The U.S. Bankruptcy Appellate Panel for the Ninth Circuit ("BAP") recently held in Wu v. Markosian (In re Markosian), BAP No. NC-13-1339-JuKiD (9th Cir. BAP March 12, 2014), that a bonus earned by the debtor by his employer for services performed while the case was pending in Chapter 11 reverted to the debtors upon conversion of the case to Chapter 7 and was not property of the Chapter 7 bankruptcy estate. Earnings received post-petition in a Chapter 11 case are generally property of the estate under Section 1115(a)(2) of the Bankruptcy Code but are not property of the estate in a Chapter 7 case under Section 541(a)(6) of the Bankruptcy Code. The BAP based its decision on Section 348(f)(1)(A) of the Bankruptcy Code which excludes a debtor's post-petition earnings from property of a Chapter 7 estate upon conversion from a Chapter 13 case.
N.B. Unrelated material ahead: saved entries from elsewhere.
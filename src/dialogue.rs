//! Dialogue core: retrieval → prompt composition → generation → history.

use std::time::{Duration, Instant};

use tracing::{debug, info, warn};

use crate::conversation::{ConversationState, Turn};
use crate::llm::LanguageModel;
use crate::metrics;
use crate::prompts::{Evidence, PromptComposer};
use crate::rag::Retriever;
use crate::{Error, Result};

/// Reply returned when the model could not produce an answer.
pub const FALLBACK_REPLY: &str = "I'm sorry, I encountered an error while processing your request.";

pub const DEFAULT_MAX_RESULTS: usize = 3;
pub const DEFAULT_MIN_SIMILARITY: f32 = 0.4;

/// Per-turn operational parameters.
#[derive(Debug, Clone, Copy, PartialEq)]
pub struct DialogueSettings {
    pub max_results: usize,
    pub min_similarity: f32,
    pub generation_timeout: Option<Duration>,
}

impl Default for DialogueSettings {
    fn default() -> Self {
        Self {
            max_results: DEFAULT_MAX_RESULTS,
            min_similarity: DEFAULT_MIN_SIMILARITY,
            generation_timeout: None,
        }
    }
}

/// One conversation with retrieval-augmented answers.
pub struct DialogueCore<R, M> {
    retriever: R,
    model: M,
    composer: PromptComposer,
    history: ConversationState,
    settings: DialogueSettings,
}

impl<R: Retriever, M: LanguageModel> DialogueCore<R, M> {
    pub fn new(retriever: R, model: M) -> Self {
        Self {
            retriever,
            model,
            composer: PromptComposer::new(),
            history: ConversationState::new(),
            settings: DialogueSettings::default(),
        }
    }

    pub fn with_composer(mut self, composer: PromptComposer) -> Self {
        self.composer = composer;
        self
    }

    pub fn with_settings(mut self, settings: DialogueSettings) -> Self {
        self.settings = settings;
        self
    }

    pub fn settings(&self) -> &DialogueSettings {
        &self.settings
    }

    pub fn history(&self) -> &[Turn] {
        self.history.snapshot()
    }

    /// Answer one user message.
    ///
    /// Never fails: if the model is unavailable the fixed apology is returned
    /// and nothing is recorded in the history.
    pub async fn process_message(&mut self, user_text: &str) -> String {
        let started = Instant::now();

        let chunks = self
            .retriever
            .retrieve(
                user_text,
                self.settings.max_results,
                self.settings.min_similarity,
            )
            .await;
        metrics::record_retrieval(chunks.len());

        let evidence = Evidence::from(chunks);
        match &evidence {
            Evidence::Grounded(chunks) => {
                let titles: Vec<&str> = chunks
                    .iter()
                    .map(|c| c.title().unwrap_or("untitled"))
                    .collect();
                debug!("Grounding answer on {} documents: {:?}", chunks.len(), titles);
            }
            Evidence::Ungrounded => {
                info!("No relevant context found, falling back to general knowledge");
            }
        }

        let prompt = self.composer.compose(user_text, &evidence);

        let mut messages = self.history.snapshot().to_vec();
        messages.push(Turn::user(prompt.text));

        match self.generate(&messages).await {
            Ok(reply) => {
                self.history.append(user_text, reply.as_str());
                metrics::record_turn(prompt.mode.as_str(), started.elapsed(), true);
                reply
            }
            Err(err) => {
                warn!(model = self.model.name(), "Generation failed: {}", err);
                metrics::record_turn(prompt.mode.as_str(), started.elapsed(), false);
                FALLBACK_REPLY.to_string()
            }
        }
    }

    /// Forget the conversation so far.
    pub fn reset_conversation(&mut self) {
        self.history.reset();
        info!("Chat history reset");
    }

    async fn generate(&self, messages: &[Turn]) -> Result<String> {
        match self.settings.generation_timeout {
            Some(limit) => tokio::time::timeout(limit, self.model.generate(messages))
                .await
                .map_err(|_| Error::Timeout(format!("generation after {:?}", limit)))?,
            None => self.model.generate(messages).await,
        }
    }
}

#[cfg(test)]
mod tests {
    use super::*;
    use crate::rag::{EvidenceChunk, RetrievalResult};
    use async_trait::async_trait;
    use std::collections::HashMap;
    use std::sync::{Arc, Mutex};

    struct StaticRetriever {
        chunks: Vec<EvidenceChunk>,
    }

    #[async_trait]
    impl Retriever for StaticRetriever {
        async fn retrieve(&self, _query: &str, max_results: usize, min_similarity: f32) -> RetrievalResult {
            self.chunks
                .iter()
                .filter(|c| c.similarity >= min_similarity)
                .take(max_results)
                .cloned()
                .collect()
        }
    }

    /// Records every message list it receives; fails when `fail` is set.
    #[derive(Clone, Default)]
    struct RecordingModel {
        calls: Arc<Mutex<Vec<Vec<Turn>>>>,
        fail: Arc<Mutex<bool>>,
    }

    #[async_trait]
    impl LanguageModel for RecordingModel {
        async fn generate(&self, messages: &[Turn]) -> Result<String> {
            let mut calls = self.calls.lock().unwrap();
            calls.push(messages.to_vec());
            if *self.fail.lock().unwrap() {
                return Err(Error::ModelUnavailable("model not found".into()));
            }
            Ok(format!("reply {}", calls.len()))
        }

        fn name(&self) -> &str {
            "recording"
        }
    }

    struct HangingModel;

    #[async_trait]
    impl LanguageModel for HangingModel {
        async fn generate(&self, _messages: &[Turn]) -> Result<String> {
            tokio::time::sleep(Duration::from_secs(3600)).await;
            Ok("too late".into())
        }

        fn name(&self) -> &str {
            "hanging"
        }
    }

    fn chunk(content: &str, similarity: f32) -> EvidenceChunk {
        EvidenceChunk {
            content: content.into(),
            metadata: HashMap::from([("title".to_string(), "Balanced Diet".to_string())]),
            similarity,
        }
    }

    fn core(chunks: Vec<EvidenceChunk>) -> (DialogueCore<StaticRetriever, RecordingModel>, RecordingModel) {
        let model = RecordingModel::default();
        (
            DialogueCore::new(StaticRetriever { chunks }, model.clone()),
            model,
        )
    }

    #[tokio::test]
    async fn successful_turn_is_recorded() {
        let (mut dialogue, _) = core(Vec::new());

        let reply = dialogue.process_message("hello").await;

        assert_eq!(reply, "reply 1");
        assert_eq!(dialogue.history(), &[Turn::user("hello"), Turn::assistant("reply 1")]);
    }

    #[tokio::test]
    async fn model_receives_composed_prompt_not_raw_text() {
        let (mut dialogue, model) = core(vec![chunk("Eat vegetables.", 0.9)]);

        dialogue.process_message("Tell me about diet").await;

        let calls = model.calls.lock().unwrap();
        let last = calls[0].last().unwrap();
        assert_eq!(last.role, crate::conversation::Role::User);
        assert_ne!(last.content, "Tell me about diet");
        assert!(last.content.contains("Eat vegetables."));
        assert!(last.content.ends_with("User's Question: Tell me about diet"));
    }

    #[tokio::test]
    async fn history_precedes_new_prompt() {
        let (mut dialogue, model) = core(Vec::new());

        dialogue.process_message("first").await;
        dialogue.process_message("second").await;

        let calls = model.calls.lock().unwrap();
        let second_call = &calls[1];
        assert_eq!(second_call.len(), 3);
        assert_eq!(second_call[0], Turn::user("first"));
        assert_eq!(second_call[1], Turn::assistant("reply 1"));
        assert!(second_call[2].content.ends_with("User's Question: second"));
    }

    #[tokio::test]
    async fn n_turns_yield_2n_history() {
        let (mut dialogue, _) = core(vec![chunk("Eat vegetables.", 0.9)]);

        for i in 0..7 {
            dialogue.process_message(&format!("question {i}")).await;
            assert_eq!(dialogue.history().len(), 2 * (i + 1));
        }
    }

    #[tokio::test]
    async fn model_failure_returns_apology_and_keeps_history() {
        let (mut dialogue, model) = core(Vec::new());
        dialogue.process_message("ok").await;
        let before = dialogue.history().len();

        *model.fail.lock().unwrap() = true;
        let reply = dialogue.process_message("will fail").await;

        assert_eq!(reply, FALLBACK_REPLY);
        assert_eq!(dialogue.history().len(), before);
        assert!(dialogue.history().iter().all(|t| t.content != FALLBACK_REPLY));
    }

    #[tokio::test(start_paused = true)]
    async fn generation_timeout_returns_apology() {
        let mut dialogue = DialogueCore::new(StaticRetriever { chunks: Vec::new() }, HangingModel)
            .with_settings(DialogueSettings {
                generation_timeout: Some(Duration::from_secs(5)),
                ..Default::default()
            });

        let reply = dialogue.process_message("hello").await;

        assert_eq!(reply, FALLBACK_REPLY);
        assert!(dialogue.history().is_empty());
    }

    #[tokio::test]
    async fn reset_clears_history() {
        let (mut dialogue, _) = core(Vec::new());
        dialogue.process_message("one").await;
        dialogue.process_message("two").await;

        dialogue.reset_conversation();

        assert!(dialogue.history().is_empty());
    }

    #[tokio::test]
    async fn threshold_from_settings_is_applied() {
        let model = RecordingModel::default();
        let mut dialogue = DialogueCore::new(
            StaticRetriever {
                chunks: vec![chunk("Weak match.", 0.3)],
            },
            model.clone(),
        );

        dialogue.process_message("diet").await;
        assert!(!model.calls.lock().unwrap()[0][0].content.contains("Weak match."));

        let mut relaxed = DialogueCore::new(
            StaticRetriever {
                chunks: vec![chunk("Weak match.", 0.3)],
            },
            model.clone(),
        )
        .with_settings(DialogueSettings {
            min_similarity: 0.2,
            ..Default::default()
        });

        relaxed.process_message("diet").await;
        assert!(model.calls.lock().unwrap()[1][0].content.contains("Weak match."));
    }

    #[test]
    fn default_settings() {
        let settings = DialogueSettings::default();
        assert_eq!(settings.max_results, 3);
        assert!((settings.min_similarity - 0.4).abs() < f32::EPSILON);
        assert!(settings.generation_timeout.is_none());
    }
}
The BAP found no difference between the conversion of a Chapter 13 case to a Chapter 7 case versus the conversion of a Chapter 11 case to a Chapter 7 case. However, in Markosian, the case was originally filed as a Chapter 7, converted to Chapter 11, and then converted back to Chapter 7. The BAP, citing to Magallanes v. Williams (In re Magallanes), 96 B.R. 253, 255 (9th Cir. BAP 1988), found that property of the estate is determined as of the filing date of the Chapter 11 petition, not the conversion date. In this case, on the Petition Date, the case was originally filed as a Chapter 7 case, so Section 541(a)(6) of the Bankruptcyh Code excluded post-petition earnings from the estate. Thus, income that came into the Chapter 11 estate is recharacterized as property of the debtor upon conversion. Query whether the Court would come to the same result if the filing was originally commenced as a Chapter 11 such that on the petition date, post-petition earnings were property of the Chapter 11 estate.